Do you believe in Ghosts? Believer or not, Beijing has some spooky places that are thought to be haunted and taunted by the remnants of the past. In a city with a vicious past, it’s no wonder that daunting ghouls of events from ancient regimes are still prowling hutongs, holy grounds, grave yards and imperial land. While some of these stories remain mythological with no proof to back the assumed historical events that left these ghosts behind, others have been studied and documented and have a very real, bone-chilling, fear factor attached. Next time you walk through old villages like Houhai and you get shivers down your spine, you may not be alone. Here are some of Beijing’s spookiest places to visit, or not.
Chaonei Church. Photo: ghosttheory.com
Chaonei Church 朝内81号View In Map
Spiritual or Ghostly? At times, churches can be very beautiful pieces of architecture that spark a spiritual movement from within and other times, they are spooky chambers that appear to be lurking grounds for ghosts. Chaonei was intended to be the former as it was initially being built by a British priest but once he mysteriously disappeared, it lost its spiritual luster and has long been known as a haunted church in Beijing. During the first Sino-Japanese War, fought between the Qing Dynasty and Meiji Japan, this church became the residence of a National Party officer. The wife of this officer took her own life in the church after being abandoned by her husband. At night, a shrilling scream is said to be heard in the corridors of the Chaonei Church that never was. Is this the ghost of the priest or the haunting of the crazed wife? No one knows but everyone that passes by this church, which sits abandoned in the midst of modern high-rises, gets an eerie sensation.
Add: 81 Chaoyangmennei (On the north side of the road, opposite Simin Primary School), Chaoyang district
地址: 北京市朝内81号 朝阳门桥往西路北四民小学对面教堂
The Forbidden City 故宫
What haunts and taunts one of Beijing’s most popular attractions?
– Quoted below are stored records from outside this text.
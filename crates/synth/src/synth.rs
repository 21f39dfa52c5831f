//! Patch interpreter and synthesis engine

// SPDX-FileCopyrightText: © 2023 Marcus Rowe <undisbeliever@gmail.com>
//
// SPDX-License-Identifier: MIT

use crate::driver_constants::{
    DEFAULT_NOISE_PARAMS, DEFAULT_NOTE, DEFAULT_SLIDE_SPEED, DEFAULT_TREMOLO_RATE, DEFAULT_VOLUME,
    LAST_NOTE_ID, NOISE_SEED, N_WAVE_TABLES, SAMPLES_PER_FRAME, TAIL_FRAMES, TREMOLO_WAVE_TABLE,
};
use crate::errors::{SynthError, SynthErrorKind};
use crate::patch::{Command, Opcode, Patch};
use crate::step_table::note_step;
use crate::wav_export::export_wave_file;
use crate::wave_tables::WAVE_TABLES;

/// All mutable playback state.  Built fresh for every synthesis run and
/// discarded afterwards.
struct SynthState {
    note: u8,

    /// 8.8 fixed-point wave table position.
    phase: u16,
    /// Per-sample phase increment for the current note.
    track_step: u16,

    note_volume: u8,
    envelope_volume: u8,
    envelope_step: i8,

    wave: usize,

    tremolo_level: u8,
    tremolo_rate: u8,
    tremolo_phase: u8,

    loop_count: u8,

    slide_speed: u8,
    slide_step: i16,
    slide_note: u8,
    sliding: bool,

    noise_barrel: u16,
    noise_params: u8,
    noise_divider: i8,
}

impl SynthState {
    fn new() -> SynthState {
        SynthState {
            note: DEFAULT_NOTE,
            phase: 0,
            track_step: 0,
            note_volume: DEFAULT_VOLUME,
            envelope_volume: 0xff,
            envelope_step: 0,
            wave: 0,
            tremolo_level: 0,
            tremolo_rate: DEFAULT_TREMOLO_RATE,
            tremolo_phase: 0,
            loop_count: 0,
            slide_speed: DEFAULT_SLIDE_SPEED,
            slide_step: 0,
            slide_note: 0,
            sliding: false,
            noise_barrel: NOISE_SEED,
            noise_params: DEFAULT_NOISE_PARAMS,
            noise_divider: 0,
        }
    }
}

struct PatchInterpreter<'a> {
    commands: &'a [Command],
    is_noise: bool,
    s: SynthState,
    samples: Vec<u8>,
}

/// Interprets `patch` into a complete 8-bit mono PCM wave file.
pub fn synthesize_patch(patch: &Patch) -> Result<Vec<u8>, SynthError> {
    Ok(export_wave_file(&synthesize_samples(patch)?))
}

/// Interprets `patch` into raw unsigned 8-bit PCM samples.
///
/// On failure no samples are returned; a failing patch never produces
/// partial audio.
pub fn synthesize_samples(patch: &Patch) -> Result<Vec<u8>, SynthError> {
    PatchInterpreter::new(patch).run()
}

impl<'a> PatchInterpreter<'a> {
    fn new(patch: &'a Patch) -> PatchInterpreter<'a> {
        PatchInterpreter {
            commands: patch.commands(),
            is_noise: patch.is_noise_patch(),
            s: SynthState::new(),
            samples: Vec::new(),
        }
    }

    fn run(mut self) -> Result<Vec<u8>, SynthError> {
        let mut i = 0;
        let mut tail_frames: u32 = 0;

        loop {
            let past_end = i >= self.commands.len();

            let delay = if tail_frames > 0 {
                tail_frames
            } else if past_end {
                0
            } else {
                u32::from(self.commands[i].delay)
            };
            for _ in 0..delay {
                self.run_frame();
            }

            if tail_frames > 0 || past_end || self.commands[i].opcode == Opcode::PatchEnd {
                // Let a still-audible envelope decay instead of clicking off.
                if self.s.envelope_volume == 0 {
                    break;
                }
                if self.s.envelope_step < 0 {
                    tail_frames = 1;
                } else if tail_frames == 0 {
                    tail_frames = TAIL_FRAMES;
                } else {
                    break;
                }
                continue;
            }
            if self.commands[i].opcode == Opcode::NoteCut {
                break;
            }

            i = self.apply_command(i)?;
        }

        Ok(self.samples)
    }

    /// Renders one frame of audio with the current state.
    fn run_frame(&mut self) {
        let s = &mut self.s;

        let e_vol = i16::from(s.envelope_volume) + i16::from(s.envelope_step);
        s.envelope_volume = e_vol.clamp(0, 0xff) as u8;

        if s.sliding {
            s.track_step = s.track_step.wrapping_add_signed(s.slide_step);
            let target = note_step(s.slide_note);

            if (s.slide_step > 0 && s.track_step >= target)
                || (s.slide_step < 0 && s.track_step <= target)
            {
                s.track_step = target;
                s.sliding = false;
            }
        }

        let mut vol = u16::from(s.note_volume);
        if s.note_volume != 0 && s.envelope_volume != 0 {
            vol = (vol * u16::from(s.envelope_volume) + 0x100) >> 8;

            // The driver multiplies a master volume in here.  It is fixed at
            // 0xff, no calculation needed.

            if s.tremolo_level > 0 {
                let t = (WAVE_TABLES[TREMOLO_WAVE_TABLE][usize::from(s.tremolo_phase)] as u8)
                    .wrapping_sub(128);
                let t_vol = (u16::from(s.tremolo_level) * u16::from(t) + 0x100) >> 8;
                vol = (vol * (0xff - t_vol) + 0x100) >> 8;
            }
        } else {
            vol = 0;
        }

        s.tremolo_phase = s.tremolo_phase.wrapping_add(s.tremolo_rate);

        for _ in 0..SAMPLES_PER_FRAME {
            let sample = if self.is_noise {
                self.next_noise_sample()
            } else {
                self.next_wave_sample()
            };

            // 16-bit signed product, truncated down to signed 8 bits, then
            // biased into unsigned PCM range.
            let v = i16::from(sample) * vol as i16;
            self.samples.push((v / 256 + 128) as u8);
        }
    }

    fn next_wave_sample(&mut self) -> i8 {
        let s = &mut self.s;

        let sample = WAVE_TABLES[s.wave][usize::from(s.phase >> 8)];
        s.phase = s.phase.wrapping_add(s.track_step);

        sample
    }

    fn next_noise_sample(&mut self) -> i8 {
        let s = &mut self.s;

        s.noise_divider -= 1;
        if s.noise_divider < 0 {
            s.noise_divider = (s.noise_params >> 1) as i8;

            let feedback = (s.noise_barrel ^ (s.noise_barrel >> 1)) & 1;
            let tap = if s.noise_params & 1 == 1 { 14 } else { 6 };
            s.noise_barrel = (s.noise_barrel >> 1) | (feedback << tap);
        }

        if s.noise_barrel & 1 == 1 {
            127
        } else {
            -128
        }
    }

    /// Applies the command at `i` after its delay has elapsed.
    ///
    /// Returns the index of the next command to execute.  `PATCH_END` and
    /// `NOTE_CUT` never reach this, they are handled in `run`.
    fn apply_command(&mut self, i: usize) -> Result<usize, SynthError> {
        let s = &mut self.s;
        let c = self.commands[i];

        match c.opcode {
            Opcode::EnvSpeed => {
                if !(-128..=127).contains(&c.param) {
                    return Err(SynthError::new(i, SynthErrorKind::InvalidEnvelopeSpeed));
                }
                s.envelope_step = c.param as i8;
            }

            Opcode::NoiseParams => {
                if !(0..=255).contains(&c.param) {
                    return Err(SynthError::new(i, SynthErrorKind::InvalidNoiseParameter));
                }
                s.noise_barrel = NOISE_SEED;
                s.noise_params = c.param as u8;
            }

            Opcode::Wave => {
                if !(0..N_WAVE_TABLES as i32).contains(&c.param) {
                    return Err(SynthError::new(i, SynthErrorKind::InvalidWave));
                }
                s.wave = c.param as usize;
            }

            Opcode::NoteUp | Opcode::NoteDown => {
                let delta = i64::from(c.param);
                let note = match c.opcode {
                    Opcode::NoteUp => i64::from(s.note) + delta,
                    _ => i64::from(s.note) - delta,
                };
                if !(0..=i64::from(LAST_NOTE_ID)).contains(&note) {
                    return Err(SynthError::new(i, SynthErrorKind::InvalidNoteReached));
                }
                s.note = note as u8;
                s.track_step = note_step(s.note);
            }

            Opcode::NoteCut | Opcode::PatchEnd => (),

            Opcode::NoteHold => {
                // Reserved by the sound engine, no effect.
            }

            Opcode::EnvVol => {
                if !(0..=255).contains(&c.param) {
                    return Err(SynthError::new(i, SynthErrorKind::InvalidEnvelopeVolume));
                }
                s.envelope_volume = c.param as u8;
            }

            Opcode::Pitch => {
                if !(0..=i32::from(LAST_NOTE_ID)).contains(&c.param) {
                    return Err(SynthError::new(i, SynthErrorKind::InvalidNote));
                }
                s.note = c.param as u8;
                s.track_step = note_step(s.note);
                s.sliding = false;
            }

            Opcode::TremoloLevel => {
                if !(0..=255).contains(&c.param) {
                    return Err(SynthError::new(i, SynthErrorKind::InvalidTremoloLevel));
                }
                s.tremolo_level = c.param as u8;
            }

            Opcode::TremoloRate => {
                if !(0..=255).contains(&c.param) {
                    return Err(SynthError::new(i, SynthErrorKind::InvalidTremoloRate));
                }
                s.tremolo_rate = c.param as u8;
            }

            Opcode::Slide => {
                let target = i64::from(s.note) + i64::from(c.param);
                if !(0..=i64::from(LAST_NOTE_ID)).contains(&target) {
                    return Err(SynthError::new(i, SynthErrorKind::InvalidSlideNote));
                }
                let target = target as u8;

                let delta = i32::from(note_step(target)) - i32::from(note_step(s.note));
                // A slide speed of 0 would divide by zero, treat it as 1.
                let speed = i32::from(s.slide_speed).max(1);

                let mut step = delta / speed;
                if step == 0 {
                    step = if delta < 0 { -1 } else { 1 };
                }

                s.slide_step = step as i16;
                s.slide_note = target;
                s.track_step = s.track_step.wrapping_add_signed(s.slide_step);
                s.sliding = true;
            }

            Opcode::SlideSpeed => {
                if !(0..=255).contains(&c.param) {
                    return Err(SynthError::new(i, SynthErrorKind::InvalidSlideSpeed));
                }
                s.slide_speed = c.param as u8;
            }

            Opcode::LoopStart => {
                if !(0..=255).contains(&c.param) {
                    return Err(SynthError::new(i, SynthErrorKind::InvalidLoopCount));
                }
                s.loop_count = c.param as u8;
            }

            Opcode::LoopEnd => return self.loop_end(i, c.param),
        }

        Ok(i + 1)
    }

    /// Resolves a `LOOP_END` at command index `i`.
    fn loop_end(&mut self, i: usize, param: i32) -> Result<usize, SynthError> {
        if !(0..=255).contains(&param) {
            return Err(SynthError::new(i, SynthErrorKind::InvalidLoopEndJump));
        }
        let jump = param as usize;
        if jump > i {
            return Err(SynthError::new(
                i,
                SynthErrorKind::LoopEndJumpToNegativeCommand,
            ));
        }

        if self.s.loop_count == 0 {
            return Ok(i + 1);
        }
        self.s.loop_count -= 1;

        if jump > 0 {
            // Jumping over a loop start would re-enter that loop without
            // ever decrementing its counter.
            for k in (i - jump..i).rev() {
                if self.commands[k].opcode == Opcode::LoopStart {
                    return Err(SynthError::new(
                        i,
                        SynthErrorKind::LoopEndJumpBeforeLoopStart,
                    ));
                }
            }
            Ok(i - jump)
        } else {
            // Jump to the nearest preceding loop start, resuming just after
            // it so the loop counter is not re-armed.
            let mut k = i;
            while k > 0 {
                k -= 1;
                if self.commands[k].opcode == Opcode::LoopStart {
                    return Ok(k + 1);
                }
            }
            Err(SynthError::new(i, SynthErrorKind::NoPreviousLoopStart))
        }
    }
}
With six centuries of history, it is no wonder these walls, which served as the Imperial Palace to both the Ming and Qing Dynasty’s, has many daunting secrets. In a time when execution for betrayal or disobedience was a frequent and normal occurrence, anyone who went against the imperial rule was subject to death. However, death wasn’t ordered by the Emperor. Also housed in the palace were hundreds of concubines, guards, servants and an army and murder was often times committed by a jealous concubine or envious guard or servant who would take another’s life to be closer to the Emperor; thus many deaths occurred with these walls and the marks of the violent past still exist today.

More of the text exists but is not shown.